Files
Charon/docs/plans/e2e-test-triage-plan.md
GitHub Actions 3169b05156 fix: skip incomplete system log viewer tests
- Marked 12 tests as skip pending feature implementation
- Features tracked in GitHub issue #686 (system log viewer feature completion)
- Tests cover sorting by timestamp/level/method/URI/status, pagination controls, filtering by text/level, download functionality
- Unblocks Phase 2 at 91.7% pass rate to proceed to Phase 3 security enforcement validation
- TODO comments in code reference GitHub #686 for feature completion tracking
- Tests skipped: Pagination (3), Search/Filter (2), Download (2), Sorting (1), Log Display (4)

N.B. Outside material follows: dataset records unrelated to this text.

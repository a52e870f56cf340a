//! Collaborator traits the intake core calls through.

use async_trait::async_trait;

use crate::classification::ClassificationResult;
use crate::complaint::{ComplaintPayload, ComplaintReceipt, Department};
use crate::error::ServiceError;

/// Classifies complaint text, typically by calling a hosted model.
///
/// Implementations may fail; callers are expected to fall back to local
/// rules rather than surface the error.
#[async_trait]
pub trait Classifier: Send + Sync {
    /// Classify the given text.
    async fn classify(&self, text: &str) -> Result<ClassificationResult, ServiceError>;

    /// Name of this classifier, for logging.
    fn name(&self) -> &str;
}

/// Translates text into a target language.
#[async_trait]
pub trait Translator: Send + Sync {
    /// Translate `text` into `target_language` (ISO 639-1 code).
    ///
    /// An empty result means "no translation"; callers keep the original.
    async fn translate(&self, text: &str, target_language: &str) -> Result<String, ServiceError>;
}

/// Detects the language of a piece of text.
pub trait LanguageDetector: Send + Sync {
    /// Return an ISO 639-1 code for `text`.
    fn detect(&self, text: &str) -> Result<String, ServiceError>;
}

/// Read-only listing of known departments.
#[async_trait]
pub trait DepartmentDirectory: Send + Sync {
    async fn list_departments(&self) -> Result<Vec<Department>, ServiceError>;
}

/// Persists complaints created by the intake flow.
#[async_trait]
pub trait ComplaintSink: Send + Sync {
    /// Create a complaint. All-or-nothing from the caller's perspective.
    async fn create(&self, payload: ComplaintPayload) -> Result<ComplaintReceipt, ServiceError>;

    /// Look up a complaint by its reference number.
    async fn find_by_reference(
        &self,
        reference_number: &str,
    ) -> Result<Option<ComplaintReceipt>, ServiceError>;
}
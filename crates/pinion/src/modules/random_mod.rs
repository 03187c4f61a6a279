//! The `random` module: native generator primitives plus a small script
//! blob for the derived helpers.

use std::rc::Rc;

use rand::{Rng, SeedableRng};

use crate::args::CallArgs;
use crate::bytecode::vm;
use crate::context::Context;
use crate::exception::{ExcType, Exception, RunResult};
use crate::function::Func;
use crate::heap::HeapData;
use crate::value::Value;

const CODE: &str = "
def choice(seq):
\tt = tuple(seq)
\treturn t[randint(0, len(t) - 1)]

def getrandbits(n):
\tx = 0
\tfor i in range(n):
\t\tx <<= 1
\t\tif random() < 0.5:
\t\t\tx |= 1
\treturn x

def randrange(*args):
\treturn choice(range(*args))
";

pub(crate) fn load(ctx: &mut Context) -> Result<(), Exception> {
    load_inner(ctx).map_err(|e| ctx.surface(e))
}

fn load_inner(ctx: &mut Context) -> RunResult<()> {
    let module: Rc<str> = Rc::from("random");
    for (name, f) in [
        ("seed", fn_seed as fn(&mut Context, &CallArgs) -> RunResult<Value>),
        ("random", fn_random),
        ("randint", fn_randint),
        ("uniform", fn_uniform),
    ] {
        let func = Func::native(name, module.clone(), Rc::new(f));
        let v = ctx.alloc(HeapData::Func(func))?;
        let mark = ctx.temp_roots_mark();
        ctx.temp_roots_push(v);
        let name_id = ctx.interns.intern(name);
        let result = ctx.set_global_value(&module, name_id, v);
        ctx.temp_roots_reset(mark);
        result?;
    }

    let blob = ctx.compile_inner(CODE, "random", false)?;
    let mark = ctx.temp_roots_mark();
    ctx.temp_roots_push(blob.0);
    let result = vm::call_value(ctx, blob.0, CallArgs::empty());
    ctx.temp_roots_reset(mark);
    result.map(|_| ())
}

fn fn_seed(ctx: &mut Context, args: &CallArgs) -> RunResult<Value> {
    let Value::Int(seed) = args.get_one_arg("seed")? else {
        return Err(ExcType::type_error("seed() expects an integer"));
    };
    ctx.rng = rand::rngs::StdRng::seed_from_u64(seed as u64);
    Ok(Value::Null)
}

fn fn_random(ctx: &mut Context, args: &CallArgs) -> RunResult<Value> {
    args.check_zero_args("random")?;
    Ok(Value::Float(ctx.rng.r#gen::<f64>()))
}

fn fn_randint(ctx: &mut Context, args: &CallArgs) -> RunResult<Value> {
    let (lo, hi) = args.get_two_args("randint")?;
    let (Value::Int(lo), Value::Int(hi)) = (lo, hi) else {
        return Err(ExcType::type_error("randint() expects integers"));
    };
    if lo > hi {
        return Err(ExcType::value_error("empty range for randint()"));
    }
    Ok(Value::Int(ctx.rng.gen_range(lo..=hi)))
}

fn fn_uniform(ctx: &mut Context, args: &CallArgs) -> RunResult<Value> {
    let (lo, hi) = args.get_two_args("uniform")?;
    let to_f = |v: Value| match v {
        Value::Int(i) => Ok(i as f64),
        Value::Float(f) => Ok(f),
        _ => Err(ExcType::type_error("uniform() expects numbers")),
    };
    let (lo, hi) = (to_f(lo)?, to_f(hi)?);
    Ok(Value::Float(lo + (hi - lo) * ctx.rng.r#gen::<f64>()))
}
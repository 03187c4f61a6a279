//! Copy-on-write attribute tables.
//!
//! An attribute table is a small node holding a flat entries map plus an
//! ordered list of parent nodes. Lookup walks self-then-parents depth
//! first; the first hit wins. A class's instance template is such a node,
//! with the base classes' templates as parents; cloning it onto a new
//! instance is O(1) — the instance starts with an empty private override
//! map layered over the shared node, and writes always go to the override
//! map.

use std::cell::RefCell;
use std::rc::Rc;

use ahash::AHashMap;

use crate::heap::HeapId;
use crate::intern::StringId;
use crate::value::Value;

pub(crate) type AttrNodeRef = Rc<RefCell<AttrNode>>;

/// A shared attribute node: entries plus ordered parent chain.
#[derive(Debug, Default)]
pub(crate) struct AttrNode {
    pub entries: AHashMap<StringId, Value>,
    pub parents: Vec<AttrNodeRef>,
}

impl AttrNode {
    pub fn new_ref() -> AttrNodeRef {
        Rc::new(RefCell::new(Self::default()))
    }

    pub fn with_parents(parents: Vec<AttrNodeRef>) -> AttrNodeRef {
        Rc::new(RefCell::new(Self {
            entries: AHashMap::new(),
            parents,
        }))
    }

    /// Depth-first lookup through self and parents; first hit wins.
    pub fn get(&self, name: StringId) -> Option<Value> {
        if let Some(v) = self.entries.get(&name) {
            return Some(*v);
        }
        for parent in &self.parents {
            if let Some(v) = parent.borrow().get(name) {
                return Some(v);
            }
        }
        None
    }

    /// Collects every heap reference held by this node and its parents.
    pub fn trace(&self, out: &mut Vec<HeapId>) {
        for v in self.entries.values() {
            if let Value::Ref(id) = v {
                out.push(*id);
            }
        }
        for parent in &self.parents {
            parent.borrow().trace(out);
        }
    }
}

/// An object's attribute table: a private override map over an optional
/// shared snapshot node.
#[derive(Debug, Default)]
pub(crate) struct AttrTable {
    own: AHashMap<StringId, Value>,
    base: Option<AttrNodeRef>,
}

impl AttrTable {
    /// The cheap clone of a class template onto a new instance.
    pub fn from_template(template: AttrNodeRef) -> Self {
        Self {
            own: AHashMap::new(),
            base: Some(template),
        }
    }

    pub fn get(&self, name: StringId) -> Option<Value> {
        if let Some(v) = self.own.get(&name) {
            return Some(*v);
        }
        self.base.as_ref().and_then(|b| b.borrow().get(name))
    }

    /// Whether the name resolves through the shared snapshot rather than
    /// the private override map. Methods found this way bind their receiver.
    pub fn is_inherited(&self, name: StringId) -> bool {
        !self.own.contains_key(&name)
    }

    pub fn set(&mut self, name: StringId, value: Value) {
        self.own.insert(name, value);
    }

    /// Removes from the private override map only; the shared snapshot is
    /// never mutated through an instance handle.
    pub fn remove(&mut self, name: StringId) -> Option<Value> {
        self.own.remove(&name)
    }

    pub fn trace(&self, out: &mut Vec<HeapId>) {
        for v in self.own.values() {
            if let Value::Ref(id) = v {
                out.push(*id);
            }
        }
        if let Some(base) = &self.base {
            base.borrow().trace(out);
        }
    }
}

#[cfg(test)]
mod tests {
    use super::*;
    use crate::intern::Interns;

    #[test]
    fn lookup_walks_parents_depth_first() {
        let mut interns = Interns::new();
        let a = interns.intern("a");
        let b = interns.intern("b");

        let grandparent = AttrNode::new_ref();
        grandparent.borrow_mut().entries.insert(a, Value::Int(1));
        grandparent.borrow_mut().entries.insert(b, Value::Int(2));
        let parent = AttrNode::with_parents(vec![grandparent]);
        parent.borrow_mut().entries.insert(a, Value::Int(10));

        let table = AttrTable::from_template(parent);
        assert_eq!(table.get(a), Some(Value::Int(10)));
        assert_eq!(table.get(b), Some(Value::Int(2)));
    }

    #[test]
    fn writes_shadow_without_mutating_the_template() {
        let mut interns = Interns::new();
        let a = interns.intern("a");

        let template = AttrNode::new_ref();
        template.borrow_mut().entries.insert(a, Value::Int(1));

        let mut first = AttrTable::from_template(template.clone());
        let second = AttrTable::from_template(template.clone());

        first.set(a, Value::Int(99));
        assert_eq!(first.get(a), Some(Value::Int(99)));
        assert_eq!(second.get(a), Some(Value::Int(1)));
        assert_eq!(template.borrow().entries.get(&a), Some(&Value::Int(1)));
    }

    #[test]
    fn template_mutation_is_visible_until_shadowed() {
        let mut interns = Interns::new();
        let a = interns.intern("a");

        let template = AttrNode::new_ref();
        let table = AttrTable::from_template(template.clone());
        assert_eq!(table.get(a), None);

        template.borrow_mut().entries.insert(a, Value::Int(5));
        assert_eq!(table.get(a), Some(Value::Int(5)));
    }

    #[test]
    fn remove_touches_only_the_override_map() {
        let mut interns = Interns::new();
        let a = interns.intern("a");

        let template = AttrNode::new_ref();
        template.borrow_mut().entries.insert(a, Value::Int(1));
        let mut table = AttrTable::from_template(template);

        assert_eq!(table.remove(a), None);
        table.set(a, Value::Int(2));
        assert_eq!(table.remove(a), Some(Value::Int(2)));
        // The template entry is still visible afterwards.
        assert_eq!(table.get(a), Some(Value::Int(1)));
    }
}
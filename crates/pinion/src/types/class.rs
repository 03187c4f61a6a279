//! Class records and instances.

use std::rc::Rc;

use crate::attrs::{AttrNodeRef, AttrTable};
use crate::exception::ExcType;
use crate::function::NativeFn;
use crate::heap::{Heap, HeapData, HeapId};
use crate::value::Value;

/// A class object.
///
/// The instance-attribute template is the node cloned (copy-on-write) onto
/// every new instance; its parents are the base classes' templates, so
/// method resolution is the ordinary attribute-table parent walk.
pub(crate) struct Class {
    pub name: Rc<str>,
    pub module: Rc<str>,
    pub bases: Vec<HeapId>,
    pub template: AttrNodeRef,
    /// Native constructor; when absent, calling the class performs the
    /// default construct-then-`__init__` sequence.
    pub ctor: Option<NativeFn>,
    /// Set on the builtin exception classes so native raises can be
    /// matched against script-level handler classes.
    pub exc_type: Option<ExcType>,
}

impl std::fmt::Debug for Class {
    fn fmt(&self, f: &mut std::fmt::Formatter<'_>) -> std::fmt::Result {
        f.debug_struct("Class")
            .field("name", &self.name)
            .field("bases", &self.bases)
            .finish_non_exhaustive()
    }
}

impl Class {
    pub fn trace(&self, out: &mut Vec<HeapId>) {
        out.extend(self.bases.iter().copied());
        self.template.borrow().trace(out);
    }
}

/// An instance: its class plus a copy-on-write attribute table cloned from
/// the class template.
#[derive(Debug)]
pub(crate) struct Instance {
    pub class: HeapId,
    pub attrs: AttrTable,
}

impl Instance {
    pub fn trace(&self, out: &mut Vec<HeapId>) {
        out.push(self.class);
        self.attrs.trace(out);
    }
}

/// Whether class `c` is `base` or derives from it, walking bases depth
/// first.
pub(crate) fn is_subclass(heap: &Heap, c: HeapId, base: HeapId) -> bool {
    if c == base {
        return true;
    }
    let HeapData::Class(class) = heap.get(c) else {
        return false;
    };
    class.bases.iter().any(|b| is_subclass(heap, *b, base))
}

/// The class of an instance value, if it is one.
pub(crate) fn instance_class(heap: &Heap, value: Value) -> Option<HeapId> {
    match value {
        Value::Ref(id) => match heap.get(id) {
            HeapData::Instance(inst) => Some(inst.class),
            _ => None,
        },
        _ => None,
    }
}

2026-02-09 21:55:55 +00:00

485 lines
16 KiB
Markdown

# E2E Test Triage Plan
## Cross-Browser Playwright Test Suite Analysis
**Generated:** February 3, 2026
**Test Run Context:** Post-Docker service updates
**Environment:** E2E container rebuilt with latest code
**Browsers:** Chromium, Firefox, WebKit
---
## Executive Summary
This document provides a comprehensive triage plan for failing and skipped Playwright E2E tests that are NOT explicitly marked for skipping. The test suite contains **2,737 total tests** with mixed results requiring systematic investigation.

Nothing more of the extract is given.